O economista Cláudio de Moura Castro no seu artigo "As lições de Porter" (revista Veja pág; Ponto de Vista de l6.04.03) faz referência à pesquisa encomendada pelo Banco Mundial sobre formação profissional nas escolas públicas de ensino médio, em diversos países (projeto financiado pelo próprio banco), cujo resultado revelou o fiasco da iniciativa.

 

Indiferente ao enunciado, diz Moura Castro: "O MEC propõe adicionar um ano profissionalizante nas nossas escolas públicas; trata-se de um triste exemplo de fazer exatamente o oposto". A partir disso, ele cria o leitmotiv: "A formação profissional direcionada para o emprego concreto, funciona melhor nas mãos de instituições especializadas(...), donde o Senai é um exemplo clássico de ensino profissional voltado a quem já saiu da escola acadêmica, em qualquer nível que isso possa ocorrer". Por uma feliz coincidência, o artigo em tela foi publicado na mesma data em que o Senai de Pernambuco fez 60 anos de existência (ele foi fundado em l6.04.43), contabilizando nessas seis décadas um expressivo número de educandos, ou seja, mais de 500 mil jovens que aprenderam na escola-oficina uma profissão, e que foram contratados pelas indústrias antes mesmo do término de seus cursos.
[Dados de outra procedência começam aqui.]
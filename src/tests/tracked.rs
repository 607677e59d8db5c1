use crate::{Change, TrackedMap, TrieError, TrieMap};

#[test]
fn records_single_add() {
    let view = TrackedMap::new(TrieMap::new()).add_or_update("k", 1);
    assert!(view.has_changes());
    let (map, log) = view.into_parts();
    assert_eq!(map.get(&"k"), Some(&1));
    assert_eq!(log.get(&"k"), Some(&Change::Added(1)));
}

#[test]
fn add_then_remove_nets_out() {
    let view = TrackedMap::new(TrieMap::new())
        .add_or_update("k", 1)
        .remove(&"k");
    assert!(!view.has_changes());
    let (map, log) = view.into_parts();
    assert!(map.is_empty());
    assert!(log.is_empty());
}

#[test]
fn add_then_update_stays_added() {
    let view = TrackedMap::new(TrieMap::new())
        .add_or_update("k", 1)
        .add_or_update("k", 2);
    let (_, log) = view.into_parts();
    assert_eq!(log.get(&"k"), Some(&Change::Added(2)));
}

#[test]
fn remove_then_readd_equal_nets_out() {
    let base = TrieMap::new().add_or_update("k", 7);
    let view = TrackedMap::new(base)
        .remove(&"k")
        .add_or_update("k", 7);
    assert!(!view.has_changes());
}

#[test]
fn remove_then_readd_different_is_update() {
    let base = TrieMap::new().add_or_update("k", 7);
    let view = TrackedMap::new(base)
        .remove(&"k")
        .add_or_update("k", 8);
    let (_, log) = view.into_parts();
    assert_eq!(log.get(&"k"), Some(&Change::Updated { old: 7, new: 8 }));
}

#[test]
fn strict_ops_propagate_errors() {
    let base = TrieMap::new().add_or_update("k", 1);
    let err = TrackedMap::new(base.clone()).add("k", 2).unwrap_err();
    assert_eq!(err, TrieError::DuplicateKey);

    let err = TrackedMap::new(base).set_item("zz", 2).unwrap_err();
    assert_eq!(err, TrieError::KeyNotFound);
}

#[test]
fn clear_records_every_key() {
    let base: TrieMap<u32, u32> = (0..4).map(|i| (i, i * 10)).collect();
    let view = TrackedMap::new(base).clear();
    let (map, log) = view.into_parts();

    assert!(map.is_empty());
    assert_eq!(log.len(), 4);
    assert_eq!(log.get(&2), Some(&Change::Removed(20)));
}

#[test]
fn equal_value_write_is_not_a_change() {
    let base = TrieMap::new().add_or_update("k", 1);
    let view = TrackedMap::new(base).add_or_update("k", 1);
    assert!(!view.has_changes());
}

#[test]
fn reads_see_pending_state() {
    let view = TrackedMap::new(TrieMap::new()).add_or_update("k", 1);
    assert_eq!(view.get(&"k"), Some(&1));
    assert!(view.contains_key(&"k"));
    assert_eq!(view.len(), 1);
    assert!(!view.is_empty());
}

#[test]
fn multiple_keys_log_independently() {
    let base = TrieMap::new().add_or_update("a", 1).add_or_update("b", 2);
    let view = TrackedMap::new(base)
        .add_or_update("a", 10)
        .remove(&"b")
        .add_or_update("c", 3);
    let (map, log) = view.into_parts();

    assert_eq!(map.len(), 2);
    assert_eq!(log.len(), 3);
    assert_eq!(log.get(&"a"), Some(&Change::Updated { old: 1, new: 10 }));
    assert_eq!(log.get(&"b"), Some(&Change::Removed(2)));
    assert_eq!(log.get(&"c"), Some(&Change::Added(3)));
}
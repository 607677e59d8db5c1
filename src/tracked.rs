//! Change-tracking view over a [`TrieMap`].

use std::fmt;
use std::hash::Hash;
use std::sync::Arc;

use crate::change::{self, Change, ValueEq};
use crate::{TrieError, TrieMap};

/// A pure, composable view that records the net per-key effect of a
/// sequence of map operations.
///
/// Used by [`AtomMap::swap`](crate::AtomMap::swap) so a whole transaction
/// can be applied atomically and published with one batch patch. Changes to
/// the same key are merged: an `add` followed by a `remove` nets out to no
/// change, a `remove` followed by re-adding an equal value likewise.
pub struct TrackedMap<K, V: 'static> {
    inner: TrieMap<K, V>,
    log: TrieMap<K, Change<V>>,
    eq: ValueEq<V>,
}

impl<K, V: 'static> TrackedMap<K, V> {
    /// Wraps a map, comparing values with `PartialEq`.
    #[must_use]
    pub fn new(map: TrieMap<K, V>) -> Self
    where
        V: PartialEq + 'static,
    {
        Self::with_eq(map, Arc::new(|a: &V, b: &V| a == b))
    }

    /// Wraps a map with an explicit value-equality strategy.
    #[must_use]
    pub fn with_eq(map: TrieMap<K, V>, eq: ValueEq<V>) -> Self {
        Self {
            inner: map,
            log: TrieMap::new(),
            eq,
        }
    }

    /// The current state of the view.
    #[must_use]
    pub const fn snapshot(&self) -> &TrieMap<K, V> {
        &self.inner
    }

    /// The net changes recorded so far, keyed like the map.
    #[must_use]
    pub const fn changes(&self) -> &TrieMap<K, Change<V>> {
        &self.log
    }

    /// Returns `true` if any key has a net change.
    #[must_use]
    pub const fn has_changes(&self) -> bool {
        !self.log.is_empty()
    }

    /// Splits the view into the final map and its diff.
    #[must_use]
    pub fn into_parts(self) -> (TrieMap<K, V>, TrieMap<K, Change<V>>) {
        (self.inner, self.log)
    }

    /// Returns the number of key-value pairs.
    #[must_use]
    pub const fn len(&self) -> usize {
        self.inner.len()
    }

    /// Returns `true` if the map contains no entries.
    #[must_use]
    pub const fn is_empty(&self) -> bool {
        self.inner.is_empty()
    }
}

impl<K: Hash + Eq, V: 'static> TrackedMap<K, V> {
    /// Returns a reference to the value associated with `key`.
    #[must_use]
    pub fn get(&self, key: &K) -> Option<&V> {
        self.inner.get(key)
    }

    /// Returns `true` if the map contains the given key.
    #[must_use]
    pub fn contains_key(&self, key: &K) -> bool {
        self.inner.contains_key(key)
    }
}

impl<K: Hash + Eq + Clone, V: Hash + Clone + 'static> TrackedMap<K, V> {
    fn apply(mut self, map: TrieMap<K, V>, key: K, change: Change<V>) -> Self {
        self.log = change::record(&self.log, key, change, &*self.eq);
        self.inner = map;
        self
    }

    /// Strictly inserts a new key.
    ///
    /// # Errors
    ///
    /// [`TrieError::DuplicateKey`] if the key is already present.
    pub fn add(self, key: K, value: V) -> Result<Self, TrieError> {
        let (map, change) = self.inner.add_with_log(key.clone(), value)?;
        Ok(self.apply(map, key, change))
    }

    /// Inserts a new key; no-op if it is already present.
    #[must_use]
    pub fn try_add(self, key: K, value: V) -> Self {
        let (map, change) = self.inner.try_add_with_log(key.clone(), value);
        self.apply(map, key, change)
    }

    /// Inserts or replaces unconditionally.
    #[must_use]
    pub fn add_or_update(self, key: K, value: V) -> Self {
        let (map, change) = self
            .inner
            .add_or_update_with_log_by(key.clone(), value, |a, b| (self.eq)(a, b));
        self.apply(map, key, change)
    }

    /// Strictly replaces the value under an existing key.
    ///
    /// # Errors
    ///
    /// [`TrieError::KeyNotFound`] if the key is missing.
    pub fn set_item(self, key: K, value: V) -> Result<Self, TrieError> {
        let (map, change) =
            self.inner
                .set_item_with_log_by(key.clone(), value, |a, b| (self.eq)(a, b))?;
        Ok(self.apply(map, key, change))
    }

    /// Replaces the value under an existing key; no-op if it is missing.
    #[must_use]
    pub fn try_set_item(self, key: K, value: V) -> Self {
        let (map, change) =
            self.inner
                .try_set_item_with_log_by(key.clone(), value, |a, b| (self.eq)(a, b));
        self.apply(map, key, change)
    }

    /// Removes a key; no-op if it is absent.
    #[must_use]
    pub fn remove(self, key: &K) -> Self {
        let (map, change) = self.inner.remove_with_log(key);
        self.apply(map, key.clone(), change)
    }

    /// Removes every entry, recording one [`Change::Removed`] per key.
    #[must_use]
    pub fn clear(mut self) -> Self {
        let snapshot = self.inner.clone();
        for (key, value) in &snapshot {
            self.log = change::record(
                &self.log,
                key.clone(),
                Change::Removed(value.clone()),
                &*self.eq,
            );
        }
        self.inner = TrieMap::new();
        self
    }
}

impl<K, V: 'static> fmt::Debug for TrackedMap<K, V> {
    fn fmt(&self, f: &mut fmt::Formatter<'_>) -> fmt::Result {
        f.debug_struct("TrackedMap")
            .field("len", &self.inner.len())
            .field("changed_keys", &self.log.len())
            .finish_non_exhaustive()
    }
}
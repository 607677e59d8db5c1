use std::hash::{Hash, Hasher};

use crate::{TrieError, TrieMap};

/// A key type with a controllable hash value for forcing collisions.
#[derive(Debug, Clone, PartialEq, Eq)]
struct CollidingKey {
    id: u32,
    forced_hash: u64,
}

impl CollidingKey {
    const fn new(id: u32, hash: u64) -> Self {
        Self {
            id,
            forced_hash: hash,
        }
    }
}

impl Hash for CollidingKey {
    fn hash<H: Hasher>(&self, state: &mut H) {
        self.forced_hash.hash(state);
    }
}

/// Two keys with the same hash traverse every trie level and land in a
/// collision node.
#[test]
fn two_colliding_keys() {
    let k1 = CollidingKey::new(1, 0xDEAD_BEEF);
    let k2 = CollidingKey::new(2, 0xDEAD_BEEF);

    let map = TrieMap::new()
        .add_or_update(k1.clone(), "first")
        .add_or_update(k2.clone(), "second");

    assert_eq!(map.len(), 2);
    assert_eq!(map.get(&k1), Some(&"first"));
    assert_eq!(map.get(&k2), Some(&"second"));
}

#[test]
fn many_colliding_keys() {
    let keys: Vec<CollidingKey> = (0..8).map(|i| CollidingKey::new(i, 0xCAFE)).collect();

    let mut map = TrieMap::new();
    for (i, k) in keys.iter().enumerate() {
        map = map.add_or_update(k.clone(), i);
    }

    assert_eq!(map.len(), 8);
    for (i, k) in keys.iter().enumerate() {
        assert_eq!(map.get(k), Some(&i));
    }
}

#[test]
fn overwrite_in_collision() {
    let k1 = CollidingKey::new(1, 0xBBBB);
    let k2 = CollidingKey::new(2, 0xBBBB);

    let map = TrieMap::new()
        .add_or_update(k1.clone(), "old")
        .add_or_update(k2.clone(), "val2")
        .add_or_update(k1.clone(), "new");

    assert_eq!(map.len(), 2);
    assert_eq!(map.get(&k1), Some(&"new"));
}

#[test]
fn remove_from_collision() {
    let k1 = CollidingKey::new(1, 0xAAAA);
    let k2 = CollidingKey::new(2, 0xAAAA);
    let k3 = CollidingKey::new(3, 0xAAAA);

    let map = TrieMap::new()
        .add_or_update(k1.clone(), 10)
        .add_or_update(k2.clone(), 20)
        .add_or_update(k3.clone(), 30);

    let map = map.remove(&k2);
    assert_eq!(map.len(), 2);
    assert_eq!(map.get(&k1), Some(&10));
    assert_eq!(map.get(&k2), None);
    assert_eq!(map.get(&k3), Some(&30));
}

/// Shrinking a collision node to one entry promotes it back to a normal
/// inline entry; lookups keep working and removal reaches empty.
#[test]
fn collision_remove_all() {
    let keys: Vec<CollidingKey> = (0..4).map(|i| CollidingKey::new(i, 0xCCCC)).collect();

    let mut map = TrieMap::new();
    for k in &keys {
        map = map.add_or_update(k.clone(), k.id);
    }
    for (removed, k) in keys.iter().enumerate() {
        map = map.remove(k);
        assert_eq!(map.len(), keys.len() - removed - 1);
        for survivor in &keys[removed + 1..] {
            assert_eq!(map.get(survivor), Some(&survivor.id));
        }
    }
    assert!(map.is_empty());
    assert_eq!(map.adhash(), 0);
}

#[test]
fn update_kinds_inside_collision() {
    let k1 = CollidingKey::new(1, 0x1234);
    let k2 = CollidingKey::new(2, 0x1234);
    let k3 = CollidingKey::new(3, 0x1234);

    let map = TrieMap::new()
        .add_or_update(k1.clone(), 1)
        .add_or_update(k2.clone(), 2);

    assert_eq!(
        map.add(k1.clone(), 9).unwrap_err(),
        TrieError::DuplicateKey
    );
    assert_eq!(map.try_add(k1.clone(), 9), map);
    assert_eq!(
        map.set_item(k3.clone(), 9).unwrap_err(),
        TrieError::KeyNotFound
    );
    assert_eq!(map.try_set_item(k3.clone(), 9), map);
    assert_eq!(map.set_item(k2.clone(), 9).unwrap().get(&k2), Some(&9));
    assert_eq!(map.add(k3.clone(), 3).unwrap().len(), 3);
}

#[test]
fn mixed_collisions_and_normal() {
    let collide_a = CollidingKey::new(1, 0xDDDD);
    let collide_b = CollidingKey::new(2, 0xDDDD);
    let normal = CollidingKey::new(3, 0xEEEE);

    let map = TrieMap::new()
        .add_or_update(collide_a.clone(), "a")
        .add_or_update(collide_b.clone(), "b")
        .add_or_update(normal.clone(), "c");

    assert_eq!(map.len(), 3);
    assert_eq!(map.get(&collide_a), Some(&"a"));
    assert_eq!(map.get(&collide_b), Some(&"b"));
    assert_eq!(map.get(&normal), Some(&"c"));
}

#[test]
fn colliding_maps_compare_equal_across_insert_orders() {
    let k1 = CollidingKey::new(1, 0x7777);
    let k2 = CollidingKey::new(2, 0x7777);

    let m1 = TrieMap::new()
        .add_or_update(k1.clone(), 1)
        .add_or_update(k2.clone(), 2);
    let m2 = TrieMap::new()
        .add_or_update(k2, 2)
        .add_or_update(k1, 1);

    assert_eq!(m1.adhash(), m2.adhash());
    assert_eq!(m1, m2);
}
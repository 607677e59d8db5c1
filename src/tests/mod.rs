mod algebra;
mod collision;
mod persistence;
mod tracked;
mod update_kinds;
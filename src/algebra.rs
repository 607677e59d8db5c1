//! Set algebra over [`TrieMap`]: union, intersect, except, symmetric except.

use std::hash::Hash;

use crate::TrieMapBuilder;
use crate::change::{self, Change};
use crate::map::TrieMap;

impl<K: Hash + Eq + Clone, V: Hash + Clone> TrieMap<K, V> {
    /// Union of both key sets. On conflict the receiver's value wins.
    #[must_use]
    pub fn union(&self, other: &Self) -> Self {
        let mut map = self.clone();
        for (key, value) in other {
            map = map.try_add(key.clone(), value.clone());
        }
        map
    }

    /// Union of both key sets, reconciling conflicts with `merge`.
    #[must_use]
    pub fn union_with(&self, other: &Self, merge: impl Fn(&K, &V, &V) -> V) -> Self {
        let mut map = self.clone();
        for (key, theirs) in other {
            let next = match map.get(key) {
                Some(ours) => merge(key, ours, theirs),
                None => theirs.clone(),
            };
            map = map.add_or_update(key.clone(), next);
        }
        map
    }

    /// Keys present in both maps, with the receiver's values.
    #[must_use]
    pub fn intersect(&self, other: &Self) -> Self {
        self.filter(|key, _| other.contains_key(key))
    }

    /// Keys present in both maps, values reconciled with `merge`.
    #[must_use]
    pub fn intersect_with(&self, other: &Self, merge: impl Fn(&K, &V, &V) -> V) -> Self {
        self.intersect_with_map(other, merge)
    }

    /// Keys present in both maps, reconciling values of possibly differing
    /// types into a result type.
    #[must_use]
    pub fn intersect_with_map<W, R>(
        &self,
        other: &TrieMap<K, W>,
        merge: impl Fn(&K, &V, &W) -> R,
    ) -> TrieMap<K, R>
    where
        R: Hash + Clone,
    {
        let mut builder = TrieMapBuilder::new();
        for (key, ours) in self {
            if let Some(theirs) = other.get(key) {
                builder.insert(key.clone(), merge(key, ours, theirs));
            }
        }
        builder.freeze()
    }

    /// Keys of the receiver that are absent from `other`.
    #[must_use]
    pub fn except(&self, other: &Self) -> Self {
        self.filter(|key, _| !other.contains_key(key))
    }

    /// Keys present in exactly one of the two maps.
    #[must_use]
    pub fn symmetric_except(&self, other: &Self) -> Self {
        let mut builder = TrieMapBuilder::new();
        for (key, value) in self {
            if !other.contains_key(key) {
                builder.insert(key.clone(), value.clone());
            }
        }
        for (key, value) in other {
            if !self.contains_key(key) {
                builder.insert(key.clone(), value.clone());
            }
        }
        builder.freeze()
    }
}

// ---------------------------------------------------------------------------
// Logged twins — changes are reported relative to the receiver
// ---------------------------------------------------------------------------

impl<K: Hash + Eq + Clone, V: Hash + Clone + PartialEq> TrieMap<K, V> {
    /// [`union`](Self::union), aggregating one [`Change::Added`] per key
    /// taken from `other`.
    #[must_use]
    pub fn union_with_log(&self, other: &Self) -> (Self, TrieMap<K, Change<V>>) {
        let eq = |a: &V, b: &V| a == b;
        let mut map = self.clone();
        let mut log = TrieMap::new();
        for (key, value) in other {
            let (next, change) = map.try_add_with_log(key.clone(), value.clone());
            map = next;
            log = change::record(&log, key.clone(), change, &eq);
        }
        (map, log)
    }

    /// [`intersect`](Self::intersect), aggregating one [`Change::Removed`]
    /// per dropped key.
    #[must_use]
    pub fn intersect_with_log(&self, other: &Self) -> (Self, TrieMap<K, Change<V>>) {
        self.filter_with_log(|key, _| other.contains_key(key))
    }

    /// [`except`](Self::except), aggregating one [`Change::Removed`] per
    /// dropped key.
    #[must_use]
    pub fn except_with_log(&self, other: &Self) -> (Self, TrieMap<K, Change<V>>) {
        self.filter_with_log(|key, _| !other.contains_key(key))
    }

    /// [`symmetric_except`](Self::symmetric_except): [`Change::Removed`]
    /// for the receiver's dropped keys, [`Change::Added`] for keys adopted
    /// from `other`.
    #[must_use]
    pub fn symmetric_except_with_log(&self, other: &Self) -> (Self, TrieMap<K, Change<V>>) {
        let eq = |a: &V, b: &V| a == b;
        let (mut map, mut log) = self.filter_with_log(|key, _| !other.contains_key(key));
        for (key, value) in other {
            if !self.contains_key(key) {
                let (next, change) = map.try_add_with_log(key.clone(), value.clone());
                map = next;
                log = change::record(&log, key.clone(), change, &eq);
            }
        }
        (map, log)
    }
}
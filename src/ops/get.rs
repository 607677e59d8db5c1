//! Lookup operation — traverses the trie to find a key.

use crate::node::{self, Entry, Node};

/// Searches for `key` in the subtree rooted at `node`.
///
/// Returns the owning entry if found.
pub fn get_recursive<'a, K, V>(
    node: &'a Node<K, V>,
    hash: u64,
    key: &K,
    shift: u32,
) -> Option<&'a Entry<K, V>>
where
    K: Eq,
{
    match node {
        Node::Inner {
            data_map,
            node_map,
            entries,
            children,
        } => {
            let bit = node::mask(node::fragment(hash, shift));

            if data_map & bit != 0 {
                // Position holds an inline entry.
                let entry = &entries[node::index(*data_map, bit)];
                (entry.hash == hash && entry.key == *key).then_some(entry)
            } else if node_map & bit != 0 {
                // Position holds a child subtree — recurse.
                let child = &children[node::index(*node_map, bit)];
                get_recursive(child, hash, key, shift + node::BITS_PER_LEVEL)
            } else {
                None
            }
        }
        Node::Collision {
            hash: node_hash,
            entries,
        } => {
            if hash != *node_hash {
                return None;
            }
            // Linear scan through colliding entries.
            entries.iter().find(|entry| entry.key == *key)
        }
    }
}
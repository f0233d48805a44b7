use diesel::{QueryDsl, RunQueryDsl, SelectableHelper};
use widget_checkout::{checkout::Receipt, models::{Customer, Order, Transaction}, schema::{customers, orders, transactions, users}};
use wiremock::{matchers::any, Mock, ResponseTemplate};

use crate::helpers::{checkout_body, TestApp};

fn count_rows(app: &TestApp) -> (i64, i64, i64, i64) {
    let mut conn = app.pool.get().unwrap();

    (
        transactions::table.count().get_result(&mut conn).unwrap(),
        orders::table.count().get_result(&mut conn).unwrap(),
        customers::table.count().get_result(&mut conn).unwrap(),
        users::table.count().get_result(&mut conn).unwrap()
    )
}

#[actix_web::test]
async fn successful_charge_records_transaction_then_order(){
    let app = TestApp::spawn_app().await;
    app.mock_successful_charge().await;

    let response = app.post_payment_succeeded(&checkout_body()).await;
    assert_eq!(response.status().as_u16(), 200);

    let receipt: Receipt = response.json().await.unwrap();
    assert_eq!(receipt, Receipt{
        cardholder: "Jane Doe".to_string(),
        email: "jane@example.com".to_string(),
        payment_intent: "pi_test".to_string(),
        payment_method: "pm_test".to_string(),
        payment_amount: "1000".to_string(),
        payment_currency: "usd".to_string()
    });

    let mut conn = app.pool.get().unwrap();

    let transaction: Transaction = transactions::table
        .select(Transaction::as_select())
        .first(&mut conn)
        .unwrap();
    assert_eq!(transaction.amount, 1000);
    assert_eq!(transaction.currency, "usd");
    assert_eq!(transaction.last_four, "4242");
    assert_eq!(transaction.expiry_month, 12);
    assert_eq!(transaction.expiry_year, 2030);
    assert_eq!(transaction.bank_return_code, "ch_test");

    let order: Order = orders::table
        .select(Order::as_select())
        .first(&mut conn)
        .unwrap();
    assert_eq!(order.transaction_id, transaction.id);
    assert_eq!(order.widget_id, 1);
    assert_eq!(order.quantity, 1);
    assert_eq!(order.amount, 1000);

    let customer: Customer = customers::table
        .select(Customer::as_select())
        .first(&mut conn)
        .unwrap();
    assert_eq!(order.customer_id, customer.id);
    assert_eq!(customer.first_name, "Jane");
    assert_eq!(customer.last_name, "Doe");
    assert_eq!(customer.email, "jane@example.com");

    drop(conn);
    assert_eq!(count_rows(&app), (1, 1, 1, 0));
}

#[actix_web::test]
async fn declined_card_returns_message_and_writes_nothing(){
    let app = TestApp::spawn_app().await;
    app.mock_declined_charge("card_declined").await;

    let response = app.post_payment_succeeded(&checkout_body()).await;

    assert_eq!(response.status().as_u16(), 402);
    assert_eq!(response.text().await.unwrap(), "Your card was declined");
    assert_eq!(count_rows(&app), (0, 0, 0, 0));
}

#[actix_web::test]
async fn unknown_decline_code_returns_fallback_message(){
    let app = TestApp::spawn_app().await;
    app.mock_declined_charge("processing_error").await;

    let response = app.post_payment_succeeded(&checkout_body()).await;

    assert_eq!(response.status().as_u16(), 402);
    assert_eq!(response.text().await.unwrap(), "Your card was declined.");
    assert_eq!(count_rows(&app), (0, 0, 0, 0));
}

#[actix_web::test]
async fn non_positive_amount_is_rejected_before_charging(){
    let app = TestApp::spawn_app().await;
    Mock::given(any())
        .respond_with(ResponseTemplate::new(200))
        .expect(0)
        .mount(&app.stripe_api)
        .await;

    let mut body = checkout_body();
    body["payment-amount"] = "0".into();

    let response = app.post_payment_succeeded(&body).await;

    assert_eq!(response.status().as_u16(), 400);
    assert_eq!(count_rows(&app), (0, 0, 0, 0));
}

#[actix_web::test]
async fn malformed_form_is_rejected_before_charging(){
    let app = TestApp::spawn_app().await;
    Mock::given(any())
        .respond_with(ResponseTemplate::new(200))
        .expect(0)
        .mount(&app.stripe_api)
        .await;

    let test_cases = vec![
        (serde_json::json!({ "cardholder-name": "Jane Doe" }), "missing fields"),
        ({
            let mut body = checkout_body();
            body["widget-id"] = "one".into();
            body
        }, "non numeric widget id")
    ];

    for (body, description) in test_cases {
        let response = app.post_payment_succeeded(&body).await;
        assert_eq!(response.status().as_u16(), 400, "{}", description);
    }

    assert_eq!(count_rows(&app), (0, 0, 0, 0));
}

#[actix_web::test]
async fn account_password_creates_user_with_hashed_password(){
    let app = TestApp::spawn_app().await;
    app.mock_successful_charge().await;

    let mut body = checkout_body();
    body["first-name"] = "Janet".into();
    body["account-password"] = "correct horse battery".into();

    let response = app.post_payment_succeeded(&body).await;
    assert_eq!(response.status().as_u16(), 200);
    assert_eq!(count_rows(&app), (1, 1, 1, 1));

    let mut conn = app.pool.get().unwrap();
    let (first_name, password_hash): (String, String) = users::table
        .select((users::first_name, users::password_hash))
        .first(&mut conn)
        .unwrap();

    assert_eq!(first_name, "Janet");
    assert_ne!(password_hash, "correct horse battery");
    assert!(password_hash.starts_with("$argon2"));
}

#[actix_web::test]
async fn repeat_buyer_with_account_password_keeps_first_account(){
    let app = TestApp::spawn_app().await;
    app.mock_successful_charges(2).await;

    let mut body = checkout_body();
    body["account-password"] = "correct horse battery".into();

    let first = app.post_payment_succeeded(&body).await;
    assert_eq!(first.status().as_u16(), 200);

    let second = app.post_payment_succeeded(&body).await;
    assert_eq!(second.status().as_u16(), 200);

    assert_eq!(count_rows(&app), (2, 2, 2, 1));
}

#[actix_web::test]
async fn order_for_missing_widget_fails_but_keeps_transaction(){
    let app = TestApp::spawn_app().await;
    app.mock_successful_charge().await;

    let mut body = checkout_body();
    body["widget-id"] = "999".into();

    let response = app.post_payment_succeeded(&body).await;

    assert_eq!(response.status().as_u16(), 500);
    assert_eq!(count_rows(&app), (1, 0, 1, 0));
}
Aliás, se tratando do aniversário do Senai, temos mesmo é que comemorar. Para isso, já está pronto o calendário de eventos, que constará de seminários, encontros temáticos, inauguração do Espaço Memória, reunião do Conselho Nacional aqui no Recife, dentre outros eventos que se estenderão até o mês de dezembro. A trajetória do Senai aqui e alhures (o Senai Nacional foi criado em l942, portanto, um ano antes do Senai-PE), se inscreve e se confunde com a própria história da modernização do Brasil, através da industrialização, impulsionada pelo modelo de substituição de importações (l930/50), e baseado no tripé recursos naturais, energia e mão-de-obra. Se em  l943 o Senai preparava aprendizes para os ofícios de caldeiraria, funilaria, tornearia mecânica, carpintaria etc., hoje, além destes e de outros cursos que primam pela busca de competência e autocapacitação, como pré-condição para a promoção social do operário da indústria, volta-se o Senai também para as empresas, dando-lhes o que há de melhor e mais moderno no campo da assistência técnica e tecnológica, na produção e disseminação de informações, geração e difusão de tecnologias, bem como, projetos de Pesquisa & Desenvolvimento (P&D) industrial, através dos Centros Nacionais de Tecnologias (Senaitecs), presentes nas 730 unidades operacionais mantidas em todo o país. De reconhecimento internacional, o Senai soube adequar-se aos novos tempos sem esquecer a sua missão precípua de formar condutas e mentalidades que exige de cada indústria (grande, média e pequena) um compromisso com a evolução e adaptação permanente.